On the morning of July 26th, we all met at the hospital's admissions area. Brad and I went back with my mom to pre-op while she waited to go back. Everything went smoothly there, and in a timely manner. When they took her back, we went to the purgatory that is the surgical waiting room. No matter how routine the surgeon tells you a surgery will be, when you hear a code called in one of the surgical suites, your heart can't help but jump a beat as you beg and plead with the Universe that it isn't your loved one. I do the only thing I can when I need comfort or to calm down, and that was to take comfort in the pages of a book and just wait until mom's surgeon came out. He took a little longer than we anticipated, but when he came out he assured us that everything went well and that mom was recovering, we could wait in purgatory until they took her up to her room in the Neuro Trauma ICU (where we were reunited with some friendly faces of the nursing staff that cared for my mom earlier in the year and were happy to see her awake and talking!).

Getting discharged took a little bit of trouble as she had her surgery on a Friday, so she didn't get home until Tuesday. And again, she was doing well for a few days.

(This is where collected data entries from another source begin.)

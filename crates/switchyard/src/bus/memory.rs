//! In-process topic exchange.

use std::collections::{HashMap, VecDeque};
use std::sync::{Arc, Condvar, Mutex, MutexGuard};
use std::time::{Duration, Instant};

use switchyard_config::{BusTransport, Config};
use tracing::{debug, trace};

use super::{BUS_TARGET, Bus, BusError, Delivery, DeliveryTag, Headers, PublishProperties};
use super::topic::topic_matches;

#[derive(Debug, Clone)]
struct Message {
    routing_key: String,
    payload: Vec<u8>,
    reply_to: Option<String>,
    headers: Headers,
    redelivered: bool,
}

#[derive(Debug, Default)]
struct Queue {
    bindings: Vec<String>,
    ready: VecDeque<Message>,
}

#[derive(Debug)]
struct Unsettled {
    queue: String,
    message: Message,
}

#[derive(Debug, Default)]
struct State {
    queues: HashMap<String, Queue>,
    unsettled: HashMap<DeliveryTag, Unsettled>,
    next_tag: DeliveryTag,
    fail_publishes: bool,
}

#[derive(Debug)]
struct Shared {
    exchange: String,
    state: Mutex<State>,
    arrivals: Condvar,
}

/// A topic exchange and its queues, held in process memory.
///
/// Clones share the same exchange. Queues are bound with topic patterns via
/// [`MemoryBus::declare_queue`] or declared unbound by
/// [`MemoryBus::consumer`], and live until [`MemoryBus::delete_queue`].
/// Direct publishes to a queue that does not exist are discarded, as a
/// broker's default exchange does.
#[derive(Debug, Clone)]
pub struct MemoryBus {
    shared: Arc<Shared>,
}

impl MemoryBus {
    /// Creates an empty exchange.
    #[must_use]
    pub fn new(exchange: impl Into<String>) -> Self {
        Self {
            shared: Arc::new(Shared {
                exchange: exchange.into(),
                state: Mutex::new(State {
                    next_tag: 1,
                    ..State::default()
                }),
                arrivals: Condvar::new(),
            }),
        }
    }

    /// Creates the exchange named in `config` and declares its queues.
    ///
    /// # Errors
    ///
    /// Returns [`BusError::UnsupportedTransport`] when the configured bus URI
    /// does not select the in-process transport.
    pub fn from_config(config: &Config) -> Result<Self, BusError> {
        let transport = config.bus_uri().transport();
        if transport != BusTransport::Memory {
            return Err(BusError::UnsupportedTransport {
                transport: transport.to_string(),
            });
        }
        let bus = Self::new(config.bus_exchange());
        for binding in config.queues() {
            bus.declare_queue(binding.name(), binding.pattern())?;
        }
        Ok(bus)
    }

    /// Name of the exchange.
    #[must_use]
    pub fn exchange(&self) -> &str {
        &self.shared.exchange
    }

    /// Declares `queue` if needed and binds it to `pattern`.
    ///
    /// # Errors
    ///
    /// Returns [`BusError::Poisoned`] if the exchange state is poisoned.
    pub fn declare_queue(&self, queue: &str, pattern: &str) -> Result<(), BusError> {
        let mut state = self.lock()?;
        let entry = state.queues.entry(queue.to_owned()).or_default();
        if !entry.bindings.iter().any(|existing| existing == pattern) {
            entry.bindings.push(pattern.to_owned());
        }
        debug!(
            target: BUS_TARGET,
            exchange = %self.shared.exchange,
            queue,
            pattern,
            "queue bound"
        );
        Ok(())
    }

    /// Returns a subscription to `queue`, declaring it unbound if needed.
    ///
    /// # Errors
    ///
    /// Returns [`BusError::Poisoned`] if the exchange state is poisoned.
    pub fn consumer(&self, queue: &str) -> Result<QueueConsumer, BusError> {
        self.lock()?.queues.entry(queue.to_owned()).or_default();
        Ok(QueueConsumer {
            bus: self.clone(),
            queue: queue.to_owned(),
        })
    }

    /// Deletes `queue` with any messages still waiting on it, returning how
    /// many were discarded.
    ///
    /// Deliveries already handed out may still be acknowledged; rejecting
    /// them with requeue discards them instead.
    ///
    /// # Errors
    ///
    /// Returns [`BusError::Poisoned`] if the exchange state is poisoned.
    pub fn delete_queue(&self, queue: &str) -> Result<usize, BusError> {
        let removed = self.lock()?.queues.remove(queue);
        let discarded = removed.map_or(0, |entry| entry.ready.len());
        debug!(
            target: BUS_TARGET,
            exchange = %self.shared.exchange,
            queue,
            discarded,
            "queue deleted"
        );
        Ok(discarded)
    }

    /// Number of declared queues.
    ///
    /// # Errors
    ///
    /// Returns [`BusError::Poisoned`] if the exchange state is poisoned.
    pub fn queue_count(&self) -> Result<usize, BusError> {
        Ok(self.lock()?.queues.len())
    }

    /// Makes every subsequent publish fail until switched off again.
    ///
    /// # Errors
    ///
    /// Returns [`BusError::Poisoned`] if the exchange state is poisoned.
    pub fn fail_publishes(&self, enabled: bool) -> Result<(), BusError> {
        self.lock()?.fail_publishes = enabled;
        Ok(())
    }

    /// Number of messages waiting on `queue`.
    ///
    /// # Errors
    ///
    /// Returns [`BusError::Poisoned`] if the exchange state is poisoned.
    pub fn queue_depth(&self, queue: &str) -> Result<usize, BusError> {
        Ok(self
            .lock()?
            .queues
            .get(queue)
            .map_or(0, |entry| entry.ready.len()))
    }

    /// Number of deliveries handed out but not yet settled.
    ///
    /// # Errors
    ///
    /// Returns [`BusError::Poisoned`] if the exchange state is poisoned.
    pub fn unsettled(&self) -> Result<usize, BusError> {
        Ok(self.lock()?.unsettled.len())
    }

    /// Puts `payload` directly onto the queue named `destination`.
    ///
    /// The message is discarded when no such queue exists.
    ///
    /// # Errors
    ///
    /// Returns [`BusError::PublishFailed`] while publish failures are being
    /// injected.
    pub fn publish(&self, destination: &str, payload: &[u8]) -> Result<(), BusError> {
        let mut state = self.lock()?;
        if state.fail_publishes {
            return Err(BusError::publish_failed(destination, "publishing disabled"));
        }
        let Some(queue) = state.queues.get_mut(destination) else {
            drop(state);
            debug!(
                target: BUS_TARGET,
                exchange = %self.shared.exchange,
                destination,
                "no such queue; message discarded"
            );
            return Ok(());
        };
        queue.ready.push_back(Message {
            routing_key: destination.to_owned(),
            payload: payload.to_vec(),
            reply_to: None,
            headers: Headers::new(),
            redelivered: false,
        });
        drop(state);
        self.shared.arrivals.notify_all();
        trace!(target: BUS_TARGET, destination, bytes = payload.len(), "published direct");
        Ok(())
    }

    /// Routes `payload` to every queue bound with a matching pattern.
    ///
    /// Messages that match no binding are discarded.
    ///
    /// # Errors
    ///
    /// Returns [`BusError::PublishFailed`] while publish failures are being
    /// injected.
    pub fn publish_topic(
        &self,
        routing_key: &str,
        payload: &[u8],
        properties: &PublishProperties,
    ) -> Result<(), BusError> {
        let mut state = self.lock()?;
        if state.fail_publishes {
            return Err(BusError::publish_failed(routing_key, "publishing disabled"));
        }
        let message = Message {
            routing_key: routing_key.to_owned(),
            payload: payload.to_vec(),
            reply_to: properties.reply_to.clone(),
            headers: properties.headers.clone(),
            redelivered: false,
        };
        let mut routed = 0_usize;
        for queue in state.queues.values_mut() {
            if queue
                .bindings
                .iter()
                .any(|pattern| topic_matches(pattern, routing_key))
            {
                queue.ready.push_back(message.clone());
                routed += 1;
            }
        }
        drop(state);
        if routed == 0 {
            debug!(
                target: BUS_TARGET,
                exchange = %self.shared.exchange,
                routing_key,
                "no queue bound for routing key; message discarded"
            );
        } else {
            self.shared.arrivals.notify_all();
        }
        Ok(())
    }

    fn next_delivery(&self, queue: &str, timeout: Duration) -> Result<Option<Delivery>, BusError> {
        let deadline = Instant::now().checked_add(timeout);
        let mut state = self.lock()?;
        loop {
            if let Some(delivery) = Self::take_ready(&mut state, queue) {
                return Ok(Some(delivery));
            }
            let remaining = deadline.map_or(timeout, |at| {
                at.saturating_duration_since(Instant::now())
            });
            if remaining.is_zero() {
                return Ok(None);
            }
            let (guard, _) = self
                .shared
                .arrivals
                .wait_timeout(state, remaining)
                .map_err(|_| BusError::Poisoned)?;
            state = guard;
        }
    }

    fn take_ready(state: &mut State, queue: &str) -> Option<Delivery> {
        let message = state.queues.get_mut(queue)?.ready.pop_front()?;
        let tag = state.next_tag;
        state.next_tag += 1;
        let delivery = Delivery {
            tag,
            routing_key: message.routing_key.clone(),
            payload: message.payload.clone(),
            reply_to: message.reply_to.clone(),
            headers: message.headers.clone(),
            redelivered: message.redelivered,
        };
        state.unsettled.insert(
            tag,
            Unsettled {
                queue: queue.to_owned(),
                message,
            },
        );
        Some(delivery)
    }

    fn acknowledge(&self, tag: DeliveryTag) -> Result<(), BusError> {
        self.lock()?
            .unsettled
            .remove(&tag)
            .map(|_| ())
            .ok_or(BusError::UnknownDeliveryTag { tag })
    }

    fn reject(&self, tag: DeliveryTag, requeue: bool) -> Result<(), BusError> {
        let mut state = self.lock()?;
        let unsettled = state
            .unsettled
            .remove(&tag)
            .ok_or(BusError::UnknownDeliveryTag { tag })?;
        if !requeue {
            debug!(target: BUS_TARGET, tag, queue = %unsettled.queue, "delivery discarded");
            return Ok(());
        }
        let Unsettled { queue, mut message } = unsettled;
        let Some(entry) = state.queues.get_mut(&queue) else {
            debug!(target: BUS_TARGET, tag, queue = %queue, "queue deleted; delivery discarded");
            return Ok(());
        };
        message.redelivered = true;
        entry.ready.push_front(message);
        drop(state);
        self.shared.arrivals.notify_all();
        Ok(())
    }

    fn lock(&self) -> Result<MutexGuard<'_, State>, BusError> {
        self.shared.state.lock().map_err(|_| BusError::Poisoned)
    }
}

/// A [`Bus`] subscription to one queue of a [`MemoryBus`].
#[derive(Debug, Clone)]
pub struct QueueConsumer {
    bus: MemoryBus,
    queue: String,
}

impl QueueConsumer {
    /// Name of the subscribed queue.
    #[must_use]
    pub fn queue(&self) -> &str {
        &self.queue
    }

    /// The exchange this subscription belongs to.
    #[must_use]
    pub const fn bus(&self) -> &MemoryBus {
        &self.bus
    }
}

impl Bus for QueueConsumer {
    fn next_delivery(&self, timeout: Duration) -> Result<Option<Delivery>, BusError> {
        self.bus.next_delivery(&self.queue, timeout)
    }

    fn publish(&self, destination: &str, payload: &[u8]) -> Result<(), BusError> {
        self.bus.publish(destination, payload)
    }

    fn publish_topic(
        &self,
        routing_key: &str,
        payload: &[u8],
        properties: &PublishProperties,
    ) -> Result<(), BusError> {
        self.bus.publish_topic(routing_key, payload, properties)
    }

    fn acknowledge(&self, tag: DeliveryTag) -> Result<(), BusError> {
        self.bus.acknowledge(tag)
    }

    fn reject(&self, tag: DeliveryTag, requeue: bool) -> Result<(), BusError> {
        self.bus.reject(tag, requeue)
    }
}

Then she started to get sick. She started acting extremely out of it, and when she had a fever over 101d, I finally said to my brother to get her to the ER immediately. She ended up spending all of August in the hospital. It turns out that she had 3 very bad infections that you can only get from the hospital. In addition to that, her surgeon conveniently realized that the shunt and vent had been recalled for over three months! During the course of treatment, mom had 4 brain surgeries in two weeks to remove the recalled pieces, put an external shunt in, put a pressure monitor in, and finally, when the infection cleared, put a new and non-recalled fully functioning shunt back. The infectious disease team had indicated that my mother was not the only one of her surgeon's patients who were being treated for post-op infections. Which makes sense when the recalled pieces were removed, her surgeon was trying to talk us out of suing the manufacturer/himself/the hospital and we didn't quite understand why that was the first thing out of his mouth.

Once mom was well enough to leave the hospital, she was too weak to come home, so she was discharged to a Skilled Care Facility where she has been getting PT/OT and Speech Therapy so that she might be able to return home. However, we are realists and understand that she may not be able to return home in her current condition. For now, we just keep hoping that we can get additional outside help through Neuropsychology, Art and Music Therapy as well as the memory care she's receiving now that she might be able to unlock parts of her brain that aren't being used and be able to train them to compensate for at least some of the trouble she's having. It may not be a couple of months. It may take a year, or two. We'll be here waiting and cheering her on. And if she has made all of the progress she can make, then these extra services will only enrich her life. Regardless, we have our mom. We will take her any way we can get her, and are aware of how extremely fortunate we are that she even survived.

This year has certainly been difficult, excruciating, agonizing and not anything I would wish on my worst enemy. There's a blog post about that coming up. But first, I needed to explain how I/we got here.